### [EXERCISE INSTRUCTIONS]
For the listing below, work out how many lines hold the word "width" and give that number by itself.
# # # #
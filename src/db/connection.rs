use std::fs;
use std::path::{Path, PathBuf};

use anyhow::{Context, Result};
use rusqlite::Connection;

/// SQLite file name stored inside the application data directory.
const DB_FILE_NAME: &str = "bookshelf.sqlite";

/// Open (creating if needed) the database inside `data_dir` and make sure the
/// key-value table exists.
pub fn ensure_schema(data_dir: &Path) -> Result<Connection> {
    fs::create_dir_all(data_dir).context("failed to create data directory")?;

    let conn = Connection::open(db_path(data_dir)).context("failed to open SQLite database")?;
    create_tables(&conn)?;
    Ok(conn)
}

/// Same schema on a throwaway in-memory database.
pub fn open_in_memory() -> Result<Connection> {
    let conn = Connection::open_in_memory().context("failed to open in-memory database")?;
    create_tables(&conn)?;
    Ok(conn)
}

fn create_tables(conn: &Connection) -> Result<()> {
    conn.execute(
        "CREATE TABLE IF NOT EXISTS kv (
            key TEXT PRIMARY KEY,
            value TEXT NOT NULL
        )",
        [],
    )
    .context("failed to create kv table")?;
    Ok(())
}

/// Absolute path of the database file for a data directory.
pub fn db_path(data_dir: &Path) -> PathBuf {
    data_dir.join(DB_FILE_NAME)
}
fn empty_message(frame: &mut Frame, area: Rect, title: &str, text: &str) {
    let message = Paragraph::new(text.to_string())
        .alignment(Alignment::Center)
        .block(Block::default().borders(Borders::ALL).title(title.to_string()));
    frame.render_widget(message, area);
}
# # # #
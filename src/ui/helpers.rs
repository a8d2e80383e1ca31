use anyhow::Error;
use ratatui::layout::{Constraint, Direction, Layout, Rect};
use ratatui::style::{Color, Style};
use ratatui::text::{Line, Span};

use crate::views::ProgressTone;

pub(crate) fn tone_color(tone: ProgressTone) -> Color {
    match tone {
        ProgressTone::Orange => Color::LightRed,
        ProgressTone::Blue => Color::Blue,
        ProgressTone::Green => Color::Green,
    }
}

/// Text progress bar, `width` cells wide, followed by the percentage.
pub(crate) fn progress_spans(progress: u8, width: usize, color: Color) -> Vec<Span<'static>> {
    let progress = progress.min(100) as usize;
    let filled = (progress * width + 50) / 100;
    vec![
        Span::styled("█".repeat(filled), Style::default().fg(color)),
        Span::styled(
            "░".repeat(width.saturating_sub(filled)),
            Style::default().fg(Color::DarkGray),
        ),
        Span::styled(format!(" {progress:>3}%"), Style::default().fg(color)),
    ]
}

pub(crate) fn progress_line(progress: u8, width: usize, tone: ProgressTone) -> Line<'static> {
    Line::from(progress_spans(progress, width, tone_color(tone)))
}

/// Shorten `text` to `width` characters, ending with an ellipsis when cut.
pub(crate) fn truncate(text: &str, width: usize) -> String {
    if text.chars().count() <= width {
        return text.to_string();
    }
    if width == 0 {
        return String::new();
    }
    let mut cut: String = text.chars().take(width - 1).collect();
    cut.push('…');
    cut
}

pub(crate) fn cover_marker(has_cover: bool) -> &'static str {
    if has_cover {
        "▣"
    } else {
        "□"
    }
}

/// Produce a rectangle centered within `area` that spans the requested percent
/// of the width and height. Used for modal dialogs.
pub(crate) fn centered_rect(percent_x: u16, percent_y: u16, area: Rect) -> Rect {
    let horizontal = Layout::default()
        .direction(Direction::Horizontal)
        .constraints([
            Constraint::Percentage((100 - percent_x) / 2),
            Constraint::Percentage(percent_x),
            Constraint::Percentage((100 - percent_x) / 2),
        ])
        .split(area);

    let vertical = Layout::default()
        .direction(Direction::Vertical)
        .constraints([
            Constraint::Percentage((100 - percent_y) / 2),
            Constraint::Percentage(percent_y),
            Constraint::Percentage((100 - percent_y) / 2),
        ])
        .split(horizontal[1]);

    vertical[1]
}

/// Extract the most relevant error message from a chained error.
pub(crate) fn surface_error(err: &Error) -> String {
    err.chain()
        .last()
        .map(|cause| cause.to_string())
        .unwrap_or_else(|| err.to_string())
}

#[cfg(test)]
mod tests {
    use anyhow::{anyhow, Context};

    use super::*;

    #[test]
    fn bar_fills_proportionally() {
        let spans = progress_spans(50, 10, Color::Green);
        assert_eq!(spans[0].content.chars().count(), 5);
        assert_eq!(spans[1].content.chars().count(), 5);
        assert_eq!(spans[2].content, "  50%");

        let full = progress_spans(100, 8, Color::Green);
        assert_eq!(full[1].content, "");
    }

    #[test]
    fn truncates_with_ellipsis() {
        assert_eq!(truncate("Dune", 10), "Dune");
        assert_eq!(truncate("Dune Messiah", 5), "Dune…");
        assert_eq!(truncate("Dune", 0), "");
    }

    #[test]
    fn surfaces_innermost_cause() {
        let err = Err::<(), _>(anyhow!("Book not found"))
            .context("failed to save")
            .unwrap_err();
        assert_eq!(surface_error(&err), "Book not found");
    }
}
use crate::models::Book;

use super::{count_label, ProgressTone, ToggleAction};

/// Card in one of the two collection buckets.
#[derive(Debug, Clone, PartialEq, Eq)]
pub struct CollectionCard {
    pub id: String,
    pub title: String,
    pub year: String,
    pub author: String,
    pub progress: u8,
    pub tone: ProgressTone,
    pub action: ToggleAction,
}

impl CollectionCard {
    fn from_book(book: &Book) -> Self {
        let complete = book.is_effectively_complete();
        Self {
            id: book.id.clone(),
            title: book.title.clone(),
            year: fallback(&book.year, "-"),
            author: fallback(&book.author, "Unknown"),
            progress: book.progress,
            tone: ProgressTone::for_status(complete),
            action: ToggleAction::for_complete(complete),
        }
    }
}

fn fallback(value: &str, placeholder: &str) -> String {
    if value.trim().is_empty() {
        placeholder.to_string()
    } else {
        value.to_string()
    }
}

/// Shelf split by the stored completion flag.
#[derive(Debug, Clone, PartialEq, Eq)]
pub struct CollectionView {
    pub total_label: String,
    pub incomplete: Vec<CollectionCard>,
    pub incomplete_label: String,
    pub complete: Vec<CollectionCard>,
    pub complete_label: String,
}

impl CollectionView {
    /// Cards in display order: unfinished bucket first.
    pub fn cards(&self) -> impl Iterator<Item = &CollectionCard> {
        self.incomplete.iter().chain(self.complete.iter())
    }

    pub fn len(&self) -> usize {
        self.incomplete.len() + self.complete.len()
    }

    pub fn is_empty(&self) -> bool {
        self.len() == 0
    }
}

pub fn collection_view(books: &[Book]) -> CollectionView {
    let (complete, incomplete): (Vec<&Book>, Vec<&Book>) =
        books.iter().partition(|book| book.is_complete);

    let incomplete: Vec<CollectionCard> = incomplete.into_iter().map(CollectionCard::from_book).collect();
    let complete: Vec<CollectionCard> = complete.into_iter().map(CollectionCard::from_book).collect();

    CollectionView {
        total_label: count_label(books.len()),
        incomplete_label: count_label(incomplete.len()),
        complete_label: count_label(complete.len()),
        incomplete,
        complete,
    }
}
# # # #
### [COMPLETED TASK]
12